October 26, 2021
First Busey Announces 2021 Third Quarter Earnings
CHAMPAIGN, IL – (GLOBE NEWSWIRE) – First Busey Corporation (Nasdaq: BUSE)
Message from our Chairman & CEO
Third Quarter 2021 Highlights:
●Third quarter 2021 net income of $25.9 million and diluted EPS of $0.46
●Third quarter 2021 adjusted net income1 of $32.8 million and adjusted diluted EPS1 of $0.58 ●Core organic loan growth, excluding Paycheck Protection Program (“PPP”) loans, of $177.1 million, or 2.6%, in the third quarter. At September 30, 2021, and consistent with the second quarter, our loan pipeline is more than double what it was at the beginning of the year.
●Wealth management assets under care of $12.36 billion at September 30, 2021, up from $12.30 billion at June 30, 2021, and $9.50 billion at September 30, 2020, which represents 30.1% year-over-year growth
●Wealth management segment revenue growth of 5.7% in the third quarter, and 20.4% year-over-year growth on a YTD basis
●FirsTech, our remittance processing segment, revenue growth of 4.5% in the third quarter, and 19.3% year-over-year growth on a YTD basis
●Noninterest income, excluding security gains, accounted for 31.9% of total revenue in the third quarter of 2021 supported by continued growth in wealth management, customer service fees, and remittance processing
●Tangible book value per common share1 of $17.09 at September 30, 2021, compared to $17.11 at June 30, 2021, and $16.32 at September 30, 2020, an increase of 4.7% year-over-year
●Successfully merged Glenview State Bank into Busey Bank on August 14, 2021
●For additional information, please refer to the 3Q21 Quarterly Earnings Supplement
Third Quarter Financial Results
Net income for First Busey Corporation (“First Busey” or the “Company”) for the third quarter of 2021 was $25.9 million, or $0.46 per diluted common share, as compared to $29.8 million, or $0.53 per diluted common share, for the second quarter of 2021 and $30.8 million, or $0.56 per diluted common share, for the third quarter of 2020. Adjusted net income1 for the third quarter of 2021 was $32.8 million, or $0.58 per diluted common share, as compared to $31.9 million, or $0.57 per diluted common share, for the second quarter of 2021 and $32.8 million, or $0.60 per diluted common share, for the third quarter of 2020. For the third quarter of 2021, annualized return on average assets and annualized return on average tangible common equity1 were 0.81% and 10.60%, respectively.
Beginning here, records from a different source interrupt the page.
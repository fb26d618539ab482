//! Control structures for composing pipeline stages.
//!
//! - [`Outcome`]: success or failure of a stage, with fault-capturing
//!   `bind`/`map`
//! - [`Maybe`]: presence or absence of a looked-up value
//! - [`Fault`]: a panic captured inside a stage
//!
//! # Examples
//!
//! ```rust
//! use fintake::control::{Maybe, Outcome};
//!
//! fn lookup(handle: &str) -> Maybe<u32> {
//!     if handle == "a@b.com" { Maybe::some(7) } else { Maybe::none() }
//! }
//!
//! let resolved: Outcome<u32> = Outcome::success("a@b.com")
//!     .bind(|handle| lookup(handle).ok_or("Token inválido".to_string()));
//! assert_eq!(resolved, Outcome::Ok(7));
//! ```

pub mod fault;
mod maybe;
mod outcome;

pub use fault::Fault;
pub use maybe::Maybe;
pub use outcome::Outcome;
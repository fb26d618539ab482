//! Argon2id password hashing.

use argon2::Argon2;
use argon2::password_hash::{
    PasswordHash, PasswordHasher as _, PasswordVerifier as _, SaltString,
};

use fintake::auth::{HashError, PasswordHasher};
use fintake::domain::PasswordDigest;

/// Number of random salt bytes drawn per hash.
const SALT_LENGTH: usize = 16;

/// Produces Argon2id digests in PHC string format.
///
/// Digests are self-describing, so parameters can change without
/// invalidating stored accounts.
#[derive(Debug, Clone, Default)]
pub struct Argon2Hasher {
    argon2: Argon2<'static>,
}

impl Argon2Hasher {
    /// Creates a hasher with the recommended Argon2id parameters.
    #[must_use]
    pub fn new() -> Self {
        Self::default()
    }

    /// Creates a hasher with explicit parameters.
    #[must_use]
    pub const fn with_argon2(argon2: Argon2<'static>) -> Self {
        Self { argon2 }
    }
}

impl PasswordHasher for Argon2Hasher {
    fn hash(&self, password: &str) -> Result<PasswordDigest, HashError> {
        let salt = SaltString::encode_b64(&rand::random::<[u8; SALT_LENGTH]>())
            .map_err(|error| HashError(error.to_string()))?;

        self.argon2
            .hash_password(password.as_bytes(), &salt)
            .map(|hash| PasswordDigest::new(hash.to_string()))
            .map_err(|error| HashError(error.to_string()))
    }

    fn verify(&self, password: &str, digest: &PasswordDigest) -> bool {
        PasswordHash::new(digest.as_str()).is_ok_and(|parsed| {
            self.argon2
                .verify_password(password.as_bytes(), &parsed)
                .is_ok()
        })
    }
}
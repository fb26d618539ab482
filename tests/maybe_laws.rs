//! Property-based tests for `Maybe` laws and its lift into `Outcome`.

use fintake::control::{Maybe, Outcome};
use proptest::prelude::*;

fn maybe_strategy() -> impl Strategy<Value = Maybe<i32>> {
    any::<Option<i32>>().prop_map(Maybe::from)
}

fn positive(value: i32) -> Maybe<i32> {
    if value > 0 { Maybe::some(value) } else { Maybe::none() }
}

proptest! {
    #[test]
    fn prop_left_identity(value in any::<i32>()) {
        prop_assert_eq!(Maybe::some(value).bind(positive), positive(value));
    }

    #[test]
    fn prop_none_short_circuits(_value in any::<i32>()) {
        prop_assert_eq!(Maybe::<i32>::none().bind(positive), Maybe::None);
    }

    #[test]
    fn prop_functor_identity(maybe in maybe_strategy()) {
        prop_assert_eq!(maybe.map(|value| value), maybe);
    }

    #[test]
    fn prop_functor_composition(maybe in maybe_strategy()) {
        let first = |value: i32| value.wrapping_add(11);
        let second = |value: i32| value.wrapping_mul(-2);
        prop_assert_eq!(maybe.map(first).map(second), maybe.map(|value| second(first(value))));
    }

    #[test]
    fn prop_ok_or_agrees_with_option(maybe in maybe_strategy()) {
        let lifted: Outcome<i32> = maybe.ok_or("absent".to_string());
        let expected: Result<i32, String> = maybe.into_option().ok_or_else(|| "absent".to_string());
        prop_assert_eq!(lifted.into_result(), expected);
    }

    #[test]
    fn prop_unwrap_or_total(maybe in maybe_strategy(), fallback in any::<i32>()) {
        let expected = maybe.into_option().unwrap_or(fallback);
        prop_assert_eq!(maybe.unwrap_or(fallback), expected);
    }
}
Based on adjusted net income1, annualized return on average assets was 1.03% and annualized return on average tangible common equity1 was 13.43% for the third quarter of 2021.
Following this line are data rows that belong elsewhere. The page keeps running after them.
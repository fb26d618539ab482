//! Infrastructure: concrete collaborators and configuration.
//!
//! This module contains the document stores, the token codec, the password
//! hasher, and the environment-driven configuration that wires them into a
//! [`PipelineContext`](fintake::pipeline::PipelineContext).

pub mod config;
pub mod factory;
pub mod in_memory;
pub mod json_file;
pub mod jwt;
pub mod password;

pub use config::{AuthConfig, ServerConfig};
pub use factory::{
    ConfigurationError, FactoryError, Repositories, RepositoryConfig, RepositoryFactory,
    StorageMode,
};
pub use in_memory::{
    InMemoryFinancialProfileRepository, InMemoryIdentityRepository,
    InMemoryPersonalRecordRepository,
};
pub use json_file::SnapshotFile;
pub use jwt::Hs256Codec;
pub use password::Argon2Hasher;
//! Validation of personal information payloads.

use serde_json::{Map, Value};

use super::payload::{PayloadError, require_object};
use crate::control::{Fault, Outcome};
use crate::domain::PersonalDetails;

/// Keys the pipeline stamps itself; client values for them are dropped.
const RESERVED_KEYS: [&str; 4] = ["id", "user_id", "timestamp", "email_usuario"];

/// Personal-record validation failures.
#[derive(Debug, Clone, PartialEq, Eq, thiserror::Error)]
pub enum PersonalRecordError {
    /// A known text field carries another type.
    #[error("El campo {0} debe ser texto")]
    MustBeText(&'static str),
    /// `edad` is not a non-negative integer.
    #[error("El campo edad debe ser un número entero no negativo")]
    InvalidAge,
    /// The body could not be decoded.
    #[error(transparent)]
    Payload(#[from] PayloadError),
    /// A fault raised while validating.
    #[error("{0}")]
    Fault(Fault),
}

impl From<Fault> for PersonalRecordError {
    fn from(fault: Fault) -> Self {
        Self::Fault(fault)
    }
}

/// Validates a decoded personal-information document.
///
/// # Errors
///
/// - [`PayloadError::NotAnObject`] for non-object documents.
/// - [`PayloadError::Empty`] for an empty object.
/// - [`PersonalRecordError::MustBeText`] / [`PersonalRecordError::InvalidAge`]
///   for mistyped known fields.
pub fn validate_personal(value: Value) -> Outcome<PersonalDetails, PersonalRecordError> {
    require_object(value)
        .bind(|object| {
            if object.is_empty() {
                Outcome::failure(PayloadError::Empty)
            } else {
                Outcome::success(object)
            }
        })
        .map_err(PersonalRecordError::from)
        .bind(|object| details_from_object(object).into())
}

fn details_from_object(
    mut object: Map<String, Value>,
) -> Result<PersonalDetails, PersonalRecordError> {
    for key in RESERVED_KEYS {
        object.remove(key);
    }
    Ok(PersonalDetails {
        nombre_completo: take_text(&mut object, "nombreCompleto")?,
        tipo_documento: take_text(&mut object, "tipoDocumento")?,
        numero_documento: take_text(&mut object, "numeroDocumento")?,
        fecha_nacimiento: take_text(&mut object, "fechaNacimiento")?,
        edad: take_age(&mut object)?,
        nacionalidad: take_text(&mut object, "nacionalidad")?,
        extra: object,
    })
}

fn take_text(
    object: &mut Map<String, Value>,
    key: &'static str,
) -> Result<Option<String>, PersonalRecordError> {
    match object.remove(key) {
        None | Some(Value::Null) => Ok(None),
        Some(Value::String(text)) => Ok(Some(text)),
        Some(_) => Err(PersonalRecordError::MustBeText(key)),
    }
}

fn take_age(object: &mut Map<String, Value>) -> Result<Option<u32>, PersonalRecordError> {
    match object.remove("edad") {
        None | Some(Value::Null) => Ok(None),
        Some(Value::Number(number)) => number
            .as_u64()
            .and_then(|age| u32::try_from(age).ok())
            .map(Some)
            .ok_or(PersonalRecordError::InvalidAge),
        Some(_) => Err(PersonalRecordError::InvalidAge),
    }
}
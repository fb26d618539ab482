//! Payload parsing and domain validators.
//!
//! Every validator is a pure function from a decoded payload to an
//! [`Outcome`](crate::control::Outcome) carrying a typed stage error.

pub mod credentials;
pub mod financial;
pub mod legacy;
pub mod payload;
pub mod personal;

pub use credentials::{CredentialError, validate_credentials};
pub use financial::{FinancialError, validate_financial};
pub use legacy::validate_legacy_financial;
pub use payload::{FieldValue, PayloadError, RawRequest, parse_json, require_object};
pub use personal::{PersonalRecordError, validate_personal};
Pre-provision net revenue1 for the third quarter of 2021 was $30.5 million, compared to $34.0 million for the second quarter of 2021 and $45.9 million for the third quarter of 2020. Adjusted pre-provision net revenue1 for the third quarter of 2021 was $39.4 million, as compared to $37.5 million for the second quarter of 2021 and $48.7 million for the third quarter of 2020. Pre-provision net revenue to average assets1 for the third quarter of 2021 was 0.95%, as compared to 1.20% for the second quarter of 2021 and 1.71% for the third quarter of 2020. Adjusted pre-provision net revenue to average assets1 for the third quarter of 2021 was 1.23%, as compared to 1.32% for the second quarter of 2021 and 1.81% for the third quarter of 2020.
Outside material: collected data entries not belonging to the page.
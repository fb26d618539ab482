//! Personal information records.

use std::fmt;

use serde::{Deserialize, Serialize};
use serde_json::{Map, Value};
use uuid::Uuid;

use super::identity::{PrincipalId, Timestamp};

/// Identifier of a stored personal record.
#[derive(Debug, Clone, Copy, PartialEq, Eq, Hash, Serialize, Deserialize)]
#[serde(transparent)]
pub struct RecordId(Uuid);

impl RecordId {
    /// Creates a `RecordId` from an existing UUID.
    #[must_use]
    pub const fn from_uuid(uuid: Uuid) -> Self {
        Self(uuid)
    }

    /// Generates a new time-ordered identifier.
    #[must_use]
    pub fn generate() -> Self {
        Self(Uuid::now_v7())
    }
}

impl fmt::Display for RecordId {
    fn fmt(&self, formatter: &mut fmt::Formatter<'_>) -> fmt::Result {
        write!(formatter, "{}", self.0)
    }
}

/// Validated personal details as submitted by a client.
///
/// Known fields are typed; anything else the client sent is kept verbatim
/// in `extra`.
#[derive(Debug, Clone, Default, PartialEq, Serialize, Deserialize)]
#[serde(rename_all = "camelCase")]
pub struct PersonalDetails {
    /// Full name.
    #[serde(skip_serializing_if = "Option::is_none")]
    pub nombre_completo: Option<String>,
    /// Document type.
    #[serde(skip_serializing_if = "Option::is_none")]
    pub tipo_documento: Option<String>,
    /// Document number, as text.
    #[serde(skip_serializing_if = "Option::is_none")]
    pub numero_documento: Option<String>,
    /// Birth date, as written by the client.
    #[serde(skip_serializing_if = "Option::is_none")]
    pub fecha_nacimiento: Option<String>,
    /// Age in years.
    #[serde(skip_serializing_if = "Option::is_none")]
    pub edad: Option<u32>,
    /// Nationality.
    #[serde(skip_serializing_if = "Option::is_none")]
    pub nacionalidad: Option<String>,
    /// Fields not listed above.
    #[serde(flatten)]
    pub extra: Map<String, Value>,
}

/// A stored personal record.
#[derive(Debug, Clone, PartialEq, Serialize, Deserialize)]
pub struct PersonalRecord {
    /// Identifier.
    pub id: RecordId,
    /// Owning principal.
    pub user_id: PrincipalId,
    /// Submitted details.
    #[serde(flatten)]
    pub details: PersonalDetails,
    /// Time of submission.
    pub timestamp: Timestamp,
}

#[cfg(test)]
mod tests {
    use super::*;
    use rstest::rstest;
    use serde_json::json;

    #[rstest]
    fn test_details_keep_unknown_fields() {
        let details: PersonalDetails = serde_json::from_value(json!({
            "nombreCompleto": "Ana Pérez",
            "edad": 31,
            "ciudad": "Bogotá"
        }))
        .unwrap();

        assert_eq!(details.nombre_completo.as_deref(), Some("Ana Pérez"));
        assert_eq!(details.edad, Some(31));
        assert_eq!(details.extra.get("ciudad"), Some(&json!("Bogotá")));

        let rendered = serde_json::to_value(&details).unwrap();
        assert_eq!(rendered["ciudad"], json!("Bogotá"));
        assert!(rendered.get("tipoDocumento").is_none());
    }
}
The Company experienced its second consecutive quarter of solid core organic loan growth, principally in commercial lending segments. The Company reported net interest income of $70.8 million in the third quarter of 2021, up from $64.5 million in the second quarter of 2021, and $69.8 million in the third quarter of 2020. While our net interest income increased, our reported net interest margin declined to 2.41% from 2.50% in the second quarter and 2.86% in the third quarter of 2020. The decline is attributable to the persistent dual pressures of loan interest rates and continued growth in excess liquidity, as well as the impact of the consolidation of our most recent acquisition into our financial results for a full quarter.
Third quarter 2021 results reflect a provision release, as compared to a reserve build at the onset of the coronavirus disease 2019 (“COVID-19”) pandemic. Specifically, the Company recorded a $1.9 million negative provision for credit losses and a $1.0 million negative provision for unfunded commitments amid continued improvements in the economic environment. The total allowance for credit losses
1 See “Non-GAAP Financial Information” for reconciliation.